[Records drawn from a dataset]
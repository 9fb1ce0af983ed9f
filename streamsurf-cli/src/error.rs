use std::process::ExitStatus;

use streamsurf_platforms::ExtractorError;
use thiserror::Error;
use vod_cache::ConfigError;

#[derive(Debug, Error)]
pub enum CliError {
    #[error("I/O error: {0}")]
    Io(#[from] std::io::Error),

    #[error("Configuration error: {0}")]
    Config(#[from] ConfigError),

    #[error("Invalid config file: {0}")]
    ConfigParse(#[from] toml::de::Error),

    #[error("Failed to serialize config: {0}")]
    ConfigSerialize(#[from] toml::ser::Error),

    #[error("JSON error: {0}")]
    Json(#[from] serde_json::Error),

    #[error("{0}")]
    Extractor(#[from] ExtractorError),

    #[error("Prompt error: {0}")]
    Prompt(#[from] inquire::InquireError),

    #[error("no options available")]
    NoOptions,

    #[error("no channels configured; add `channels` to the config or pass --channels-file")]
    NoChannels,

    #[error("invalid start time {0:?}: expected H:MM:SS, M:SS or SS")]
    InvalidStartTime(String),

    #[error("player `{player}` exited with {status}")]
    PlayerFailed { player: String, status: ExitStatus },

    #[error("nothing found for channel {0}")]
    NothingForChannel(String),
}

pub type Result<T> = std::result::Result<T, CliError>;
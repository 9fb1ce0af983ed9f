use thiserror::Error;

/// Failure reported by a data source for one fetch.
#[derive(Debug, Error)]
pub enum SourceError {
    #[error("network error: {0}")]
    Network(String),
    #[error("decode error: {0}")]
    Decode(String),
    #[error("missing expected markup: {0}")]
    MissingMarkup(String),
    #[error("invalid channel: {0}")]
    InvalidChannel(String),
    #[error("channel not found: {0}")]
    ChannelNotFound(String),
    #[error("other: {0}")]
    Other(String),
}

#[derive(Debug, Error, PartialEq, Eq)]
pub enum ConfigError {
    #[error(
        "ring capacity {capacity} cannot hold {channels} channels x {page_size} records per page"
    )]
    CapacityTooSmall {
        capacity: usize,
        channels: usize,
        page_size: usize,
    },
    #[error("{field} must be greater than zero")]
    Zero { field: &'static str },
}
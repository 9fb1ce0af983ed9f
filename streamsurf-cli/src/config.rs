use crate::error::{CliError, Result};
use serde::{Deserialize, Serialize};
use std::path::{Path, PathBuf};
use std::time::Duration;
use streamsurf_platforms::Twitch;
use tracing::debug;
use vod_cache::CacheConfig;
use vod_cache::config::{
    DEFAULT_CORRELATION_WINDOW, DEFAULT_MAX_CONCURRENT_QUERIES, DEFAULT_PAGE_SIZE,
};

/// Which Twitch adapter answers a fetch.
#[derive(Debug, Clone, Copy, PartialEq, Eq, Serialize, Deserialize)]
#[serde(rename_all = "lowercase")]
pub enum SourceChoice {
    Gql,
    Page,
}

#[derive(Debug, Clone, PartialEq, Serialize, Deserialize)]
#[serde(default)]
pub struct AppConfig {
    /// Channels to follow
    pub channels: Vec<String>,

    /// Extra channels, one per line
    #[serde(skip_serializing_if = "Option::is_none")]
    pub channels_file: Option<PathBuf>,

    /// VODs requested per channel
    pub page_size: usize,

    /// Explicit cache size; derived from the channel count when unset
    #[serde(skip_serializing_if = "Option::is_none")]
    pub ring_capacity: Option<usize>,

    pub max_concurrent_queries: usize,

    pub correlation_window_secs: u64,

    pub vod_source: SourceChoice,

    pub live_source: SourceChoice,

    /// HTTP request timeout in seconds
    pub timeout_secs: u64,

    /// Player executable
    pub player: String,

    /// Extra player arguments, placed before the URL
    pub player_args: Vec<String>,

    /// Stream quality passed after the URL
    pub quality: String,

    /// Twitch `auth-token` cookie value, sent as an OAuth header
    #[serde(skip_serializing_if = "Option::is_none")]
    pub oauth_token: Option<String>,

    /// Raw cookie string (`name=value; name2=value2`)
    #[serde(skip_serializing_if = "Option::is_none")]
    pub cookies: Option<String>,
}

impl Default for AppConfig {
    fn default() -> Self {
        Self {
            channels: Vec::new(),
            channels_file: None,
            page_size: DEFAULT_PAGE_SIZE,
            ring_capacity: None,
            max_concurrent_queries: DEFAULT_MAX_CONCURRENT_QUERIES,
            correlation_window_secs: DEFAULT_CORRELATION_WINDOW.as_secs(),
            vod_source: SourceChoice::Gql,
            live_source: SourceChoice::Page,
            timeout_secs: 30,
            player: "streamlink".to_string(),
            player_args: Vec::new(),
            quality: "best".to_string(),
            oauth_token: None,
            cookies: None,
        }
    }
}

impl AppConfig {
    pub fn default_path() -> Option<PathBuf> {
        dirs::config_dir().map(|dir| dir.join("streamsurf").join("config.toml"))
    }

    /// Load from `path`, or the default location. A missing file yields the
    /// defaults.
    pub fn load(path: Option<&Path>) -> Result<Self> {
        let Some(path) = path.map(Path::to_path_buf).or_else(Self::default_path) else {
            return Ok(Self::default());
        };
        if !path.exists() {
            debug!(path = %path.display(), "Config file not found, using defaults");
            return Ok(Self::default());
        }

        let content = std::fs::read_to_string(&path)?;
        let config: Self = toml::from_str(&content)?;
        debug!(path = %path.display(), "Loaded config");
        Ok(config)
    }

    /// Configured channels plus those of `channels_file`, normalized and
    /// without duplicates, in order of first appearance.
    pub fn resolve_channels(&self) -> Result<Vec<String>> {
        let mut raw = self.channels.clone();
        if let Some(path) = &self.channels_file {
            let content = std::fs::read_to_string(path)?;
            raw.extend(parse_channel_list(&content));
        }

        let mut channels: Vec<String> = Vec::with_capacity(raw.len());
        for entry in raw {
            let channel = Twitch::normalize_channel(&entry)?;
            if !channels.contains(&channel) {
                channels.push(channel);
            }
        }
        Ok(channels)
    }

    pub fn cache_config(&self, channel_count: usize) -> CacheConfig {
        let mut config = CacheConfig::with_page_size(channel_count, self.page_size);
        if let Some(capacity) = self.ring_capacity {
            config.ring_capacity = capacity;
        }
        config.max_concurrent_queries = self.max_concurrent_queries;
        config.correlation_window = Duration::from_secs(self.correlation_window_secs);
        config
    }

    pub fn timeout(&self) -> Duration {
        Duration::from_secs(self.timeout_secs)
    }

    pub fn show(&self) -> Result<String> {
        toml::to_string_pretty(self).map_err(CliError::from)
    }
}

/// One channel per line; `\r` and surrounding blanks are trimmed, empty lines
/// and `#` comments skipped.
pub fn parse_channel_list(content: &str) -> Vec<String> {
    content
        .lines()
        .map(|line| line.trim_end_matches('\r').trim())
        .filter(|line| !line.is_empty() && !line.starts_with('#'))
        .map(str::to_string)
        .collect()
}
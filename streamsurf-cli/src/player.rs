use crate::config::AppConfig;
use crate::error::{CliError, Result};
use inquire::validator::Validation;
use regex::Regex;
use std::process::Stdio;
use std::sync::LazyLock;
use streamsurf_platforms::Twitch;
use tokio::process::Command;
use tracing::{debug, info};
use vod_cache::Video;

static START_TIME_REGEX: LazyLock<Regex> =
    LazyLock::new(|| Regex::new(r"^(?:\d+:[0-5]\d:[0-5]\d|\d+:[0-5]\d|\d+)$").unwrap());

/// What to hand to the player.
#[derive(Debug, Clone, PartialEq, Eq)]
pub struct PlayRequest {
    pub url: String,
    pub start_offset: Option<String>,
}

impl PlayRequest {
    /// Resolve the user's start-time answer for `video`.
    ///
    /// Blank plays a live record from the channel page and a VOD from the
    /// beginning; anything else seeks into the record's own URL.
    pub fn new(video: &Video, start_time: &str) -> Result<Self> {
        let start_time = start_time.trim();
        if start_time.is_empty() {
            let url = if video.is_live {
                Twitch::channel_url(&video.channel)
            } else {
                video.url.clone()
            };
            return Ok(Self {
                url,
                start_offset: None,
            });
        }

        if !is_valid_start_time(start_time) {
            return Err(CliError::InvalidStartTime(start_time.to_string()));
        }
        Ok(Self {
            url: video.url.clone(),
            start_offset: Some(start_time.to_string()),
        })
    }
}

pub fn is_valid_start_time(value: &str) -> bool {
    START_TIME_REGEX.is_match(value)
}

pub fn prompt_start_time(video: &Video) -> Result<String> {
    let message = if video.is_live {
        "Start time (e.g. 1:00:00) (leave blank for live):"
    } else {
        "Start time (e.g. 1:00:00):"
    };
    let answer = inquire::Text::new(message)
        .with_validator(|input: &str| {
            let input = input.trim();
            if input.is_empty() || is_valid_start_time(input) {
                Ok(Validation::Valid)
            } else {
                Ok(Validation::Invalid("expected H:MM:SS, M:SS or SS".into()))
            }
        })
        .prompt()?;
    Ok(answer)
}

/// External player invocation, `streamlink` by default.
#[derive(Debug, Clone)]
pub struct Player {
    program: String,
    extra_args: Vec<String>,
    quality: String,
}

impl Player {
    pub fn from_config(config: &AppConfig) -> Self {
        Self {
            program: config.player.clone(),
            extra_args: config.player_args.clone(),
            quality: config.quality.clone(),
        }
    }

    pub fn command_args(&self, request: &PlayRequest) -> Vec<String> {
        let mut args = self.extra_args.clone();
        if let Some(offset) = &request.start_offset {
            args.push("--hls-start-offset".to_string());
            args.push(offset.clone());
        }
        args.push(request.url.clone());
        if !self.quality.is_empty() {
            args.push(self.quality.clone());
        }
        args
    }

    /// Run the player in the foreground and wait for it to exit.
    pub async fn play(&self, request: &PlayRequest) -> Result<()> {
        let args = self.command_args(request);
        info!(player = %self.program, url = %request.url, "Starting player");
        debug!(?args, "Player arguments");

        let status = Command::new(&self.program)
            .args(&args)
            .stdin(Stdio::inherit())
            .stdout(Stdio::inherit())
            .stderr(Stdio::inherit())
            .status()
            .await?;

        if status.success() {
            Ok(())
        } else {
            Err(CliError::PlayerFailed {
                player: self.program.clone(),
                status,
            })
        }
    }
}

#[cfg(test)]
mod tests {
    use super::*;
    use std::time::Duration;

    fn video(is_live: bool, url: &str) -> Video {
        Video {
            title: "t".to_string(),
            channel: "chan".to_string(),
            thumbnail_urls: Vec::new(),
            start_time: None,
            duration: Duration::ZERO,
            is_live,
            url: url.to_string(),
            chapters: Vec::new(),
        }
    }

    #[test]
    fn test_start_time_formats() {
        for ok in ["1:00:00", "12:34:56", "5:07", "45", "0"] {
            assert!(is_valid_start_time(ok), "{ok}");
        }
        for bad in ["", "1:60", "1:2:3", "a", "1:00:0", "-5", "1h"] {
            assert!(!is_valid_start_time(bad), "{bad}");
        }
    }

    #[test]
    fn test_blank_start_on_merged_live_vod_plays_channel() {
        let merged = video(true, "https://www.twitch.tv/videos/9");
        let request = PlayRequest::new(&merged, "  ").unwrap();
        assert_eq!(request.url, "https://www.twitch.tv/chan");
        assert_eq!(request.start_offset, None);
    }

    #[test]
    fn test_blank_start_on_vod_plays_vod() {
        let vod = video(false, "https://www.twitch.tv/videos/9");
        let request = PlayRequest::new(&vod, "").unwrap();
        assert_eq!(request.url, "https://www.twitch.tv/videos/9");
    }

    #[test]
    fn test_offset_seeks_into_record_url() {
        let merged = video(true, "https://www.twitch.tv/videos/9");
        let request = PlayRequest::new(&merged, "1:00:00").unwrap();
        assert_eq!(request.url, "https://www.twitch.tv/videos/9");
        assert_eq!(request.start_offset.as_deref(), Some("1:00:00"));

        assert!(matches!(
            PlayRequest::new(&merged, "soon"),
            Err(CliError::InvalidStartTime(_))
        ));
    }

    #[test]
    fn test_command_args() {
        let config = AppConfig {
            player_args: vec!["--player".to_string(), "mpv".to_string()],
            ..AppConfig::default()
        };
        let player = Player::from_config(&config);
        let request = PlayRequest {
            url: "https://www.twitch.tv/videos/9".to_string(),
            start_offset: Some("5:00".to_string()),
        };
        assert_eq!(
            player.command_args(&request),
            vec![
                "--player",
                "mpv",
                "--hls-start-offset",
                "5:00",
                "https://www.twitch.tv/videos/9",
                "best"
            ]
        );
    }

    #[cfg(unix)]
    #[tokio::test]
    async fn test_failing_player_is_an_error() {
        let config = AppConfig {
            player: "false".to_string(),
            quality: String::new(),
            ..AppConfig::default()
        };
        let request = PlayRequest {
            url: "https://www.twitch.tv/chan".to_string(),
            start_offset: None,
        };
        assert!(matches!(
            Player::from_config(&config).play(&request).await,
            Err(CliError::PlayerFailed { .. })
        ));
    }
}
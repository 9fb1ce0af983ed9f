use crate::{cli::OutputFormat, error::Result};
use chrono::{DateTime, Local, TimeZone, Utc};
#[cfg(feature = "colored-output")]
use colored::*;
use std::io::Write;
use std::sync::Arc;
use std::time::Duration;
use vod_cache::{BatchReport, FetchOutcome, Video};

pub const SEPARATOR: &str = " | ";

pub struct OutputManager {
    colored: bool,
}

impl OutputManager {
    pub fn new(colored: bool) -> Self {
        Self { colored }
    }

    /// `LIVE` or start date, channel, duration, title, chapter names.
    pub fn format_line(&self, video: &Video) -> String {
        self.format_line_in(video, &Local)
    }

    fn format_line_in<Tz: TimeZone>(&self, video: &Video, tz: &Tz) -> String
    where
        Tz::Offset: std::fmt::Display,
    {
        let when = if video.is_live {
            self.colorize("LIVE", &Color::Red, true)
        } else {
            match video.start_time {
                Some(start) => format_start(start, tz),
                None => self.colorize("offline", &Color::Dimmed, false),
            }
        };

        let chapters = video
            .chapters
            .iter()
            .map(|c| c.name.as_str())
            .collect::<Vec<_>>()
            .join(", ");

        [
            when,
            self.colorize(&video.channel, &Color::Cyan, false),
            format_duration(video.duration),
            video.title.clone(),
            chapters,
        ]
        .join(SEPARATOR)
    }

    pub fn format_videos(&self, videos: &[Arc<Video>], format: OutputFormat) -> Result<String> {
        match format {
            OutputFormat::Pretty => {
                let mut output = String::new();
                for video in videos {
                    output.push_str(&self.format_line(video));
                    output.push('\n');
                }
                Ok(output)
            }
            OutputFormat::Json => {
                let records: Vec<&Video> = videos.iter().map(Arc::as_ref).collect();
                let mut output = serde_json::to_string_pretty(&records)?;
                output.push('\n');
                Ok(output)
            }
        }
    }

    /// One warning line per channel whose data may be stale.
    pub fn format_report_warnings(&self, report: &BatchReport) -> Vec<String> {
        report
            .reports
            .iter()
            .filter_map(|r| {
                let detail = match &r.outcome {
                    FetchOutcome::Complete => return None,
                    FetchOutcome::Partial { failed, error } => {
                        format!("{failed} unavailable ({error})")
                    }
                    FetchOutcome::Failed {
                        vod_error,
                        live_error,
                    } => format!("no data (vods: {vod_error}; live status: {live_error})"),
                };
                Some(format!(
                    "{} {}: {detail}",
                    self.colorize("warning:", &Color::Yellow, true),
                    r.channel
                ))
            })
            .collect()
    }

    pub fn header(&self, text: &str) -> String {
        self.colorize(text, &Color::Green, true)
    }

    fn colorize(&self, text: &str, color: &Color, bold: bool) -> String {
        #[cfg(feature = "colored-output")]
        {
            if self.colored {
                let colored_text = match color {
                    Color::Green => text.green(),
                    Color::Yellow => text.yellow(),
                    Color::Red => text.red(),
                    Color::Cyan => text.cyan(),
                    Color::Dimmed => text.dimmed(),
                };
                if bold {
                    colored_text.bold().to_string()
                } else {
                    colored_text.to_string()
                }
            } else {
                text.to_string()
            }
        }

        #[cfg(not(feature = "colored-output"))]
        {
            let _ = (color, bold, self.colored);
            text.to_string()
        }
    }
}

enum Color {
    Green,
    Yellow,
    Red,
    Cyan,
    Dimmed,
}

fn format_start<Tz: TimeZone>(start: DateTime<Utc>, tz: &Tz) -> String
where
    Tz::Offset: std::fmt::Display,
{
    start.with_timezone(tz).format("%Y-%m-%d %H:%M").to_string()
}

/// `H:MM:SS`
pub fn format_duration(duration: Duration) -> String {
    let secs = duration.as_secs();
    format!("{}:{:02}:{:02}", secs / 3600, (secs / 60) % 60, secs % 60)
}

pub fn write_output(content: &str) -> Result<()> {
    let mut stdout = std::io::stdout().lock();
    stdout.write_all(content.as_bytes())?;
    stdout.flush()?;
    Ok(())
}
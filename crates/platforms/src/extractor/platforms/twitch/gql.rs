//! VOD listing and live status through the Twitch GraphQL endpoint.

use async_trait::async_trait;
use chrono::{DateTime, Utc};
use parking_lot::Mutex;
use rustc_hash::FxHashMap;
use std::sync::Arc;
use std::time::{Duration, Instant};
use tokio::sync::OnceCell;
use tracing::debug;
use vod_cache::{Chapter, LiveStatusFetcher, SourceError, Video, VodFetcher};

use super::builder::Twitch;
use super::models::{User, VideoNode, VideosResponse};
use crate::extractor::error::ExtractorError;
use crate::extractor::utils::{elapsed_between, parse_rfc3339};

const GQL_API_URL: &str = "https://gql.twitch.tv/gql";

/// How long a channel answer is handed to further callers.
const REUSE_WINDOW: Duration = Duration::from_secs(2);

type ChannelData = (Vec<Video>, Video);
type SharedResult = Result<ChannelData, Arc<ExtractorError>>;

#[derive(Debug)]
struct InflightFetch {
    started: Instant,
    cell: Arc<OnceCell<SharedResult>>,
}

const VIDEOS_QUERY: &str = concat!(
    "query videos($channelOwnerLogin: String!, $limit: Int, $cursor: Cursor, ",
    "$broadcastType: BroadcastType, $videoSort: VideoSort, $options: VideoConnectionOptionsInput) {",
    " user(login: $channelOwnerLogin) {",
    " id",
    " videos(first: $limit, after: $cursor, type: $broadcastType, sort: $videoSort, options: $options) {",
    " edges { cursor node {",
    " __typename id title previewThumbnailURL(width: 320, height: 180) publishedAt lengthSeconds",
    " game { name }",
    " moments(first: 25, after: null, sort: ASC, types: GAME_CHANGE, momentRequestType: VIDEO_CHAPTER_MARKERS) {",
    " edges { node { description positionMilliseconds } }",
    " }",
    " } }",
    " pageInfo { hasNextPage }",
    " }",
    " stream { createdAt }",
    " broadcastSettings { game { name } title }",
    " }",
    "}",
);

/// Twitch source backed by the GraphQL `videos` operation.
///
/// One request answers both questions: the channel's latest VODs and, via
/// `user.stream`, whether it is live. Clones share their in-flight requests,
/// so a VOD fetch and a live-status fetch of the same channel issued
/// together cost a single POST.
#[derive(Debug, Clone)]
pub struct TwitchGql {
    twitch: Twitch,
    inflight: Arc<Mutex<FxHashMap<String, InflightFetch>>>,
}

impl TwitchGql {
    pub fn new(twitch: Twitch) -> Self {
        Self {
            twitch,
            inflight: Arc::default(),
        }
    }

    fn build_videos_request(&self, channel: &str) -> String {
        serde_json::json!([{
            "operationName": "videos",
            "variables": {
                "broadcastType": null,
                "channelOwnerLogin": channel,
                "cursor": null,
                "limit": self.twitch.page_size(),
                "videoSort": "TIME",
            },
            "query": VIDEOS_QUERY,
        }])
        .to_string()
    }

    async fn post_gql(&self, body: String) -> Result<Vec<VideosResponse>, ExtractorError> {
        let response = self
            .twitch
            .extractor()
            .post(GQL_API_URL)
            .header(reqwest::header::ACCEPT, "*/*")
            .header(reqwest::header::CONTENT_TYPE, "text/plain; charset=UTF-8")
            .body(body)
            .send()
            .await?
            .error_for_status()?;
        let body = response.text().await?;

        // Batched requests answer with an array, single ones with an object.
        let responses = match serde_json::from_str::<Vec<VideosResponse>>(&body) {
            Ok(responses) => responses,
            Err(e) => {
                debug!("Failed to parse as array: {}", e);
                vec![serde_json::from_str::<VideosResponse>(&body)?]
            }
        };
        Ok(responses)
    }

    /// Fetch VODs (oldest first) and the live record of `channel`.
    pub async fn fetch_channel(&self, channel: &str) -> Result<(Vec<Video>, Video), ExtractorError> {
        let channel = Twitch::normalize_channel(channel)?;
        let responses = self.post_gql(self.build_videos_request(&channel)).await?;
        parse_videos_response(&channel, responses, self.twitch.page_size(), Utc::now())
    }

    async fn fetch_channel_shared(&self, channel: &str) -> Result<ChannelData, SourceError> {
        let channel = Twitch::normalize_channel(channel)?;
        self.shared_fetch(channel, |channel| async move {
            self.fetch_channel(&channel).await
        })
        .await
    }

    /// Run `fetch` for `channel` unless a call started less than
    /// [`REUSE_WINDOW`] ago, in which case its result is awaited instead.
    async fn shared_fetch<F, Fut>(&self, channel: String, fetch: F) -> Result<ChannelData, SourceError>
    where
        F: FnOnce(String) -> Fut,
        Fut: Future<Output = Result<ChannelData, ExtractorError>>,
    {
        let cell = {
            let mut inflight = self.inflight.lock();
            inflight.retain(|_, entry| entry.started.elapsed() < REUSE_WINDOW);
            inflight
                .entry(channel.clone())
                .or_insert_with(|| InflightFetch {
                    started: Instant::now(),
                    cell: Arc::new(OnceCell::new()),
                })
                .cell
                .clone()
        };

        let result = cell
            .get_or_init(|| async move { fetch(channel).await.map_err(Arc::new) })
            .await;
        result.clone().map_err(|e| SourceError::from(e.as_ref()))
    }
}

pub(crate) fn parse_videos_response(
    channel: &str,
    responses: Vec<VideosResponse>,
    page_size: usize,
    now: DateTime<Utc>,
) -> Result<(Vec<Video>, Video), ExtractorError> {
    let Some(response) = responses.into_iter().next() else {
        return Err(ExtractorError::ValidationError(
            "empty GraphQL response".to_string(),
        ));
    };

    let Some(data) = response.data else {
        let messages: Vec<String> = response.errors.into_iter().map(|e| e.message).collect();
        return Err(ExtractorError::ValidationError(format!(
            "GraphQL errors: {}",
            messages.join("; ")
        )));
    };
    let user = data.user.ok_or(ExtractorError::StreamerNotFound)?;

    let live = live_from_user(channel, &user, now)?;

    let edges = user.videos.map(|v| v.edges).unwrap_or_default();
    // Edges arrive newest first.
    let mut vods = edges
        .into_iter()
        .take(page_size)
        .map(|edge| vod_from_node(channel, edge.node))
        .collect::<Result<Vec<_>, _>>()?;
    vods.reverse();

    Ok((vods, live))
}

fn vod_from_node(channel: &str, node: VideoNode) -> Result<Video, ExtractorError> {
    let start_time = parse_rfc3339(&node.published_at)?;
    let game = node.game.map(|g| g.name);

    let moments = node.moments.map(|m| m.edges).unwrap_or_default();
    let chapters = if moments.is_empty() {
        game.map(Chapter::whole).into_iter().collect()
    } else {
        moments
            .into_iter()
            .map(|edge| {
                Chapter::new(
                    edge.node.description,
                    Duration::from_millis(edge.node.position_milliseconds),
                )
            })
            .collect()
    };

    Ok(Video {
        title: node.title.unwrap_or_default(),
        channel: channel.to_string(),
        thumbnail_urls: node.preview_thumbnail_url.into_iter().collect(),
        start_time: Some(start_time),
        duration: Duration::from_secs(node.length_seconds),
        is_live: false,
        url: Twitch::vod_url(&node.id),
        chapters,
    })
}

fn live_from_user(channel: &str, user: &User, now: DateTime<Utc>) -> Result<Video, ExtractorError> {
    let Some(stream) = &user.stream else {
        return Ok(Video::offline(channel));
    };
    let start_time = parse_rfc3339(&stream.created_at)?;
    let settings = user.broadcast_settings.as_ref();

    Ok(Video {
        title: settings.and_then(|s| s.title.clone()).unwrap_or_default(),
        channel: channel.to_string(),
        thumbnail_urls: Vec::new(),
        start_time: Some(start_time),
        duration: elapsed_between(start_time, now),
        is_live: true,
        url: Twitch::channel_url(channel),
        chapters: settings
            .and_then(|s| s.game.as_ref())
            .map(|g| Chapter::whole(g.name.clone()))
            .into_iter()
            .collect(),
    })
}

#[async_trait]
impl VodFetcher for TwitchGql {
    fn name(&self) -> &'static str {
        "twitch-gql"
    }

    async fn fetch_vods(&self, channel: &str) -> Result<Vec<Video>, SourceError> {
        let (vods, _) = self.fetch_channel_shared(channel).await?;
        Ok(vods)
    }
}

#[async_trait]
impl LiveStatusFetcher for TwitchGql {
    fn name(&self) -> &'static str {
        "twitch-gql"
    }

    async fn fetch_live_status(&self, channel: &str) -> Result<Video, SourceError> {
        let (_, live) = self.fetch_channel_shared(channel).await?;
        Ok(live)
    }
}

▸ **WHAT IS REQUIRED**
Copy out every line in the entries above that holds "single".

▸ **REPLY TO THE EXERCISE**
/// together cost a single POST.
        // Batched requests answer with an array, single ones with an object.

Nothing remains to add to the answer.